When facing wastewater with high organic and ammonia, e. g. swine wastewater, microbial electrolysis cell (MEC) is emerging for energy extraction as hydrogen and methane. However, the effects of highly concentrated ammonia on MEC haven't been fully evaluated. In this study, single-chamber MECs were operated with acetate and sucrose as substrates under various ammonia concentrations. The current generally increased with ammonia loading from 80 to 3000 mg L-1. Yet, the substrate consumption in MECs was inhibited with ammonia concentrations above 1000 mg L-1. As a combined result, the energy recovery efficiency of MECs was stable. The electrochemical activity of anode biofilm reached the peak under 1000 mg L-1 ammonia and was restricted under higher ammonia loadings. Under neutral pH, the NH4+ increases the cell membrane permeability, which benefited the electrochemical activity of exoelectrogens to a proper extent. Nevertheless, the toxic ammonia also accelerated the anode biomass loss and stimulated the extracellular polymeric substance (EPS) secretion. Due to the current increase, the abundance of exoelectrogens generally raised with ammonia loading from 80 to 3000 mg L-1. However, except for anode biomass loss, the carbon and methane metabolism pathways were inhibited in acetate-fed MEC, while the glycolysis acted as the rate-limiting step for substrate degradation in sucrose-fed conditions.

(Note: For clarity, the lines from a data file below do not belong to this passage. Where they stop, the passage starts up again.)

#[cfg(test)]
mod tests {
    use super::*;
    use crate::in_memory::InMemorySupply;
    use crate::supply::{AccessEgressLink, StopTimeRecord, TripInfo};
    use crate::trace::NullTraceSink;

    fn small_outbound() -> (InMemorySupply, PathSpecification) {
        let mut supply = InMemorySupply::new();
        supply.add_access_egress_link(
            "walk",
            AccessEgressLink { zone: 1, supply_mode: 0, stop: 10, start_time: 0.0, end_time: 1440.0, time: 5.0, dist: 0.4, attributes: HashMap::new() },
        );
        supply.add_access_egress_link(
            "walk",
            AccessEgressLink { zone: 2, supply_mode: 0, stop: 11, start_time: 0.0, end_time: 1440.0, time: 3.0, dist: 0.2, attributes: HashMap::new() },
        );
        supply.add_trip(
            1,
            TripInfo { supply_mode: 1, route: "R1".into(), attributes: HashMap::new() },
            vec![
                StopTimeRecord { trip_id: 1, seq: 1, stop_id: 10, arrive_time: 480.0, depart_time: 480.0 },
                StopTimeRecord { trip_id: 1, seq: 2, stop_id: 11, arrive_time: 490.0, depart_time: 490.0 },
            ],
        );

        let mut weights = HashMap::new();
        weights.insert("walk_time_min".to_string(), 2.0);
        supply.set_weights("default", DemandModeType::Access, "walk", 0, weights.clone());
        supply.set_weights("default", DemandModeType::Egress, "walk", 0, weights);
        let mut transit_weights = HashMap::new();
        transit_weights.insert("in_vehicle_time_min".to_string(), 1.0);
        transit_weights.insert("wait_time_min".to_string(), 1.5);
        transit_weights.insert("transfer_penalty".to_string(), 5.0);
        supply.set_weights("default", DemandModeType::Transit, "transit", 1, transit_weights.clone());
        supply.set_weights("default", DemandModeType::Transfer, "transfer", 0, transit_weights);

        supply.build();
        let spec = PathSpecification {
            iteration: 0,
            pathfinding_iteration: 0,
            outbound: true,
            hyperpath: false,
            orig_taz: 1,
            dest_taz: 2,
            preferred_time: 495.0,
            value_of_time: 10.0,
            access_demand_mode: "walk".into(),
            transit_demand_mode: "transit".into(),
            egress_demand_mode: "walk".into(),
            user_class: "default".into(),
            purpose: "work".into(),
            trace: false,
            person_id: "p1".into(),
            person_trip_id: "p1_1".into(),
        };
        (supply, spec)
    }

    #[test]
    fn finds_single_transit_path_outbound() {
        let (supply, spec) = small_outbound();
        let params = PathfinderParams::default();
        let pathfinder = Pathfinder::new(&supply, params);
        let mut trace = NullTraceSink;
        let result = pathfinder.find_path(&spec, &mut trace).expect("labeling invariant held");
        assert_eq!(result.path_set.len(), 1);
        let path = result.chosen_path().expect("a path was chosen");
        assert!(!path.is_empty());
        let trip_ids: Vec<u32> = path.links().iter().map(|(_, ss)| ss.trip_id()).collect();
        assert!(trip_ids.contains(&1));
    }

    #[test]
    fn inbound_search_finds_same_trip() {
        let (supply, mut spec) = small_outbound();
        spec.outbound = false;
        spec.preferred_time = 470.0;
        let params = PathfinderParams::default();
        let pathfinder = Pathfinder::new(&supply, params);
        let mut trace = NullTraceSink;
        let result = pathfinder.find_path(&spec, &mut trace).expect("labeling invariant held");
        assert_eq!(result.path_set.len(), 1);
    }

    #[test]
    fn no_path_when_network_disconnected() {
        let mut supply = InMemorySupply::new();
        supply.build();
        let spec = PathSpecification {
            iteration: 0,
            pathfinding_iteration: 0,
            outbound: true,
            hyperpath: false,
            orig_taz: 1,
            dest_taz: 2,
            preferred_time: 495.0,
            value_of_time: 10.0,
            access_demand_mode: "walk".into(),
            transit_demand_mode: "transit".into(),
            egress_demand_mode: "walk".into(),
            user_class: "default".into(),
            purpose: "work".into(),
            trace: false,
            person_id: "p1".into(),
            person_trip_id: "p1_2".into(),
        };
        let params = PathfinderParams::default();
        let pathfinder = Pathfinder::new(&supply, params);
        let mut trace = NullTraceSink;
        let result = pathfinder.find_path(&spec, &mut trace).expect("labeling invariant held");
        assert!(result.is_empty());
        assert!(matches!(pathfinder.find_path_strict(&spec, &mut trace), Err(PathfindingError::NoPath)));
    }

    #[test]
    fn capacity_bump_pushes_boarding_earlier_and_adds_cost() {
        let (supply, spec) = small_outbound();
        let params = PathfinderParams::default();
        let mut pathfinder = Pathfinder::new(&supply, params);
        pathfinder.set_bump_wait(1, 1, 10, 475.0);
        let mut trace = NullTraceSink;
        let result = pathfinder.find_path(&spec, &mut trace).expect("labeling invariant held");
        assert_eq!(result.path_set.len(), 1);
        assert!(result.chosen_info().expect("a path was chosen").cost > 0.0);
    }
}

This study systematically examined the influences of high ammonia loading on MEC performances, bio-community and anode electrochemical activities, and evaluated practical feasibility and application inch of MECs for the energy recovery and pollutant removal of high concentration organic and ammonia wastewater.

Automated summary

This study systematically examined the effects of high ammonia loading on microbial electrolysis cell (MEC) performances. It was found that ammonia loading increased the current but inhibited substrate consumption. The energy recovery efficiency of MECs remained stable, and the electrochemical activity of anode biofilm reached its peak at 1000 mg L-1 ammonia. High ammonia concentration stimulated anode biomass loss and extracellular polymeric substance (EPS) secretion. In acetate-fed MECs, carbon and methane metabolism pathways were inhibited, while in sucrose-fed conditions, glycolysis acted as the rate-limiting step for substrate degradation.